#  Sentiment Analysis with TensorFlow

Sentiment analysis is a very common text analytics task that involves determining whether a text sample is positive or negative about its subject.  There are several different algorithms for performing this task, including statistical algorithms and deep learning algorithms.  With respect to deep learning, a Convolutional Neural Net (CNN) is sometimes used for this purpose.  In this notebook we'll use a CNN built with TensorFlow to perform sentiment analysis in Amazon SageMaker on the IMDB dataset, which consists of movie reviews labeled as having positive or negative sentiment.
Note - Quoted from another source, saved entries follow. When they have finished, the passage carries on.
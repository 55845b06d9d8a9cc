// src/aggregate.rs
//! Batch-level aggregation and report commentary.
//!
//! `summarize` reduces a completed table into the numbers the report needs;
//! `annotate` asks the model service for narrative commentary over those
//! numbers, falling back to fixed placeholder text on any failure.

use std::collections::HashMap;

use serde_json::json;
use tracing::warn;

use crate::client::{extract, CompletionRequest, ModelClient};
use crate::error::TokenizeError;
use crate::model::{
    ReportCommentary, ResultTable, Sentiment, SummaryAggregate, WordcloudWords,
    MODERATION_CATEGORIES,
};
use crate::tokenize::{is_stopword, SplitMode, Token, TokenizerRegistry};

const COMMENTARY_SYSTEM_PROMPT: &str =
    "あなたは、データからインサイトを抽出し、分かりやすく解説する優秀なマーケティングアナリストです。";

/// Placeholder used for every commentary text field when generation fails.
pub const COMMENTARY_FAILURE_TEXT: &str = "解説の生成中にエラーが発生しました。";

/// Number of topics kept in the frequency table.
const TOP_TOPICS: usize = 15;

/// Reduce a completed batch into the report aggregate.
///
/// Fallback rows participate like any other row: their neutral sentiment,
/// sentinel topics and zero emotion scores are all counted (so a batch with
/// many fallbacks pulls the emotion means toward zero — intentional).
/// Word-cloud lists come from a separate mode-A tokenization pass over the
/// raw texts; neutral texts feed both the positive and the negative list.
pub fn summarize(
    table: &ResultTable,
    tokenizers: &TokenizerRegistry,
    analysis_target: impl Into<String>,
) -> Result<SummaryAggregate, TokenizeError> {
    // Sentiment histogram, zero-filled in display order.
    let mut by_sentiment: HashMap<Sentiment, usize> = HashMap::new();
    for item in &table.rows {
        *by_sentiment
            .entry(item.result.record().survey.sentiment)
            .or_default() += 1;
    }
    let sentiment_counts = Sentiment::DISPLAY_ORDER
        .iter()
        .map(|s| (*s, by_sentiment.get(s).copied().unwrap_or(0)))
        .collect();

    // Topic frequencies: flatten in row order, count, stable-sort descending
    // so ties keep first-seen order, then truncate.
    let mut topic_order: Vec<String> = Vec::new();
    let mut by_topic: HashMap<String, usize> = HashMap::new();
    for item in &table.rows {
        for topic in &item.result.record().survey.key_topics {
            if !by_topic.contains_key(topic) {
                topic_order.push(topic.clone());
            }
            *by_topic.entry(topic.clone()).or_default() += 1;
        }
    }
    let mut topic_counts: Vec<(String, usize)> = topic_order
        .into_iter()
        .map(|t| {
            let count = by_topic[&t];
            (t, count)
        })
        .collect();
    topic_counts.sort_by(|a, b| b.1.cmp(&a.1));
    topic_counts.truncate(TOP_TOPICS);

    // Moderation trigger totals per category.
    let mut trigger_totals: HashMap<&str, usize> = HashMap::new();
    for item in &table.rows {
        for (name, flag) in item.result.record().moderation.categories.flags() {
            if flag {
                *trigger_totals.entry(name).or_default() += 1;
            }
        }
    }
    let moderation_totals = MODERATION_CATEGORIES
        .iter()
        .map(|name| (name.to_string(), trigger_totals.get(name).copied().unwrap_or(0)))
        .collect();

    // Emotion means over all rows, fallback zeros included.
    let n = table.len();
    let axis_names = ["joy", "sadness", "fear", "surprise", "anger", "disgust"];
    let mut sums = [0.0f64; 6];
    for item in &table.rows {
        for (i, (_, value)) in item.result.record().emotions.axes().iter().enumerate() {
            sums[i] += value;
        }
    }
    let emotion_means = axis_names
        .iter()
        .zip(sums)
        .map(|(name, sum)| {
            let mean = if n == 0 { 0.0 } else { sum / n as f64 };
            (name.to_string(), mean)
        })
        .collect();

    let wordcloud = wordcloud_words(table, tokenizers)?;

    Ok(SummaryAggregate {
        sentiment_counts,
        topic_counts,
        moderation_totals,
        emotion_means,
        wordcloud,
        analysis_target: analysis_target.into(),
    })
}

/// Cloud filter for one token: POS-gated to nouns/verbs/adjectives when the
/// backend tags POS, then the length and stopword gates either way.
fn keep_for_cloud(token: &Token, pos_tagged: bool) -> bool {
    if pos_tagged && !token.pos.is_content_word() {
        return false;
    }
    token.lemma.chars().count() > 1 && !is_stopword(&token.lemma)
}

fn wordcloud_words(
    table: &ResultTable,
    tokenizers: &TokenizerRegistry,
) -> Result<WordcloudWords, TokenizeError> {
    // Finest split for cloud tokens, independent of the analysis mode.
    let tokenizer = tokenizers.get(SplitMode::A)?;
    let pos_tagged = tokenizer.tags_pos();

    let collect = |keep: &dyn Fn(Sentiment) -> bool| -> Result<Vec<String>, TokenizeError> {
        let mut words = Vec::new();
        for item in &table.rows {
            if item.text.trim().is_empty() {
                continue;
            }
            if !keep(item.result.record().survey.sentiment) {
                continue;
            }
            for token in tokenizer.tokenize(&item.text)? {
                if keep_for_cloud(&token, pos_tagged) {
                    words.push(token.lemma);
                }
            }
        }
        Ok(words)
    };

    Ok(WordcloudWords {
        all: collect(&|_| true)?,
        positive: collect(&|s| matches!(s, Sentiment::Positive | Sentiment::Neutral))?,
        negative: collect(&|s| matches!(s, Sentiment::Negative | Sentiment::Neutral))?,
    })
}

fn commentary_schema() -> serde_json::Value {
    json!({
        "type": "object",
        "properties": {
            "summary_text": {
                "type": "string",
                "description": "分析結果全体を3つのポイントで要約した総括文。"
            },
            "action_items": {
                "type": "array",
                "items": {"type": "string"},
                "description": "分析結果から考えられる具体的なネクストアクションの提案リスト。3つ提案すること。"
            },
            "sentiment_commentary": {
                "type": "string",
                "description": "感情分析の円グラフから読み取れるインサイトや注目点を解説する文章。"
            },
            "topics_commentary": {
                "type": "string",
                "description": "主要トピックの棒グラフから読み取れるインサイトや注目点を解説する文章。"
            }
        },
        "required": ["summary_text", "action_items", "sentiment_commentary", "topics_commentary"]
    })
}

fn commentary_context(aggregate: &SummaryAggregate) -> String {
    let sentiments = aggregate
        .sentiment_counts
        .iter()
        .map(|(s, n)| format!("{}: {n}", s.as_str()))
        .collect::<Vec<_>>()
        .join("\n");
    let topics = aggregate
        .topic_counts
        .iter()
        .map(|(t, n)| format!("{t}: {n}"))
        .collect::<Vec<_>>()
        .join("\n");
    format!(
        "以下のアンケート分析結果データに基づき、プロのマーケティングアナリストとして、示唆に富んだレポート解説文を生成してください。\n\n\
# 分析対象\n{}\n\n\
# 感情分析結果 (件数)\n{sentiments}\n\n\
# 主要トピック Top {TOP_TOPICS} (件数)\n{topics}\n",
        aggregate.analysis_target
    )
}

fn fallback_commentary() -> ReportCommentary {
    ReportCommentary {
        summary_text: COMMENTARY_FAILURE_TEXT.to_string(),
        action_items: vec!["N/A".to_string()],
        sentiment_commentary: COMMENTARY_FAILURE_TEXT.to_string(),
        topics_commentary: COMMENTARY_FAILURE_TEXT.to_string(),
    }
}

/// Generate narrative commentary for an aggregate. Best effort: any client
/// failure yields the fixed fallback commentary, never an error.
pub async fn annotate(
    client: &dyn ModelClient,
    aggregate: &SummaryAggregate,
    model: &str,
) -> ReportCommentary {
    let request = CompletionRequest {
        model: model.to_string(),
        system: COMMENTARY_SYSTEM_PROMPT.to_string(),
        user: commentary_context(aggregate),
        schema_name: "report_commentary",
        schema: commentary_schema(),
        max_retries: 2,
    };
    match extract::<ReportCommentary>(client, request).await {
        Ok(commentary) => commentary,
        Err(e) => {
            warn!(error = %e, "commentary generation failed, using fallback");
            fallback_commentary()
        }
    }
}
Three aspects of Amazon SageMaker will be demonstrated:

- How to use Script Mode with a prebuilt TensorFlow container, along with a training script similar to one you would use outside SageMaker. 
- Batch Transform for offline, asynchronous predictions on large batches of data.
- How to use Automatic Model Tuning to optimize the performance of your ML model

#  Prepare Dataset

We'll begin by loading the reviews dataset, and padding the reviews so all reviews have the same length.  Each review is represented as an array of numbers, where each number represents an indexed word.  Training data must be saved as files, so we'll also save the transformed data to files.

In [1]:
import os
import boto3
import sagemaker
import numpy as np
from tensorflow.keras.preprocessing import sequence
from tensorflow.python.keras.datasets import imdb

sagemaker_session = sagemaker.Session()
role = sagemaker.get_execution_role() # we are using the notebook instance role for training in this example




In [2]:
max_features = 20000
maxlen = 400

(x_train, y_train), (x_test, y_test) = imdb.load_data(num_words=max_features)
print(len(x_train), 'train sequences')
print(len(x_test), 'test sequences')

x_train = sequence.pad_sequences(x_train, maxlen=maxlen)
x_test = sequence.pad_sequences(x_test, maxlen=maxlen)
print('x_train shape:', x_train.shape)
print('x_test shape:', x_test.shape)

Downloading data from https://storage.googleapis.com/tensorflow/tf-keras-datasets/imdb.npz
25000 train sequences
25000 test sequences
x_train shape: (25000, 400)
x_test shape: (25000, 400)


In [3]:
data_dir = os.path.join(os.getcwd(), 'data')
os.makedirs(data_dir, exist_ok=True)

train_dir = os.path.join(os.getcwd(), 'data/train')
os.makedirs(train_dir, exist_ok=True)

test_dir = os.path.join(os.getcwd(), 'data/test')
os.makedirs(test_dir, exist_ok=True)

csv_test_dir = os.path.join(os.getcwd(), 'data/csv-test')
os.makedirs(csv_test_dir, exist_ok=True)

In [4]:
import pandas as pd 
pd.DataFrame(x_train).to_csv(os.path.join(train_dir, 'x_train.csv'), header=None, index=False)
pd.DataFrame(y_train).to_csv(os.path.join(train_dir, 'y_train.csv'), header=None, index=False)
pd.DataFrame(x_test).to_csv(os.path.join(test_dir, 'x_test.csv'), header=None, index=False)
pd.DataFrame(y_test).to_csv(os.path.join(test_dir, 'y_test.csv'), header=None, index=False)
np.savetxt(os.path.join(csv_test_dir, 'csv-test.csv'), np.array(x_test[:100], dtype=np.int32), fmt='%d', delimiter=",")

#  Hosted Training

SageMaker's hosted training, which uses compute resources separate from your notebook instance.  Hosted training spins up one or more instances (cluster) for training, and then tears the cluster down when training is complete. In general, hosted training is preferred for doing actual training, especially for large-scale, distributed training. Before starting hosted training, the data must be present in storage that can be accessed by SageMaker. The storage options are:  Amazon S3 (object storage service), Amazon EFS (elastic NFS file system service), and Amazon FSx for Lustre (high-performance file system service). For this example, we'll upload the data to S3.  

In [5]:
bucket = 'sagemaker-eu-west-1-520691797693'
s3_prefix = 'tf-keras-sentiment'

traindata_s3_prefix = f'{s3_prefix}/data/train'
testdata_s3_prefix = f'{s3_prefix}/data/test'

train_s3 = sagemaker_session.upload_data(path='./data/train/', bucket=bucket, key_prefix=traindata_s3_prefix)
test_s3 = sagemaker_session.upload_data(path='./data/test/', bucket=bucket, key_prefix=testdata_s3_prefix)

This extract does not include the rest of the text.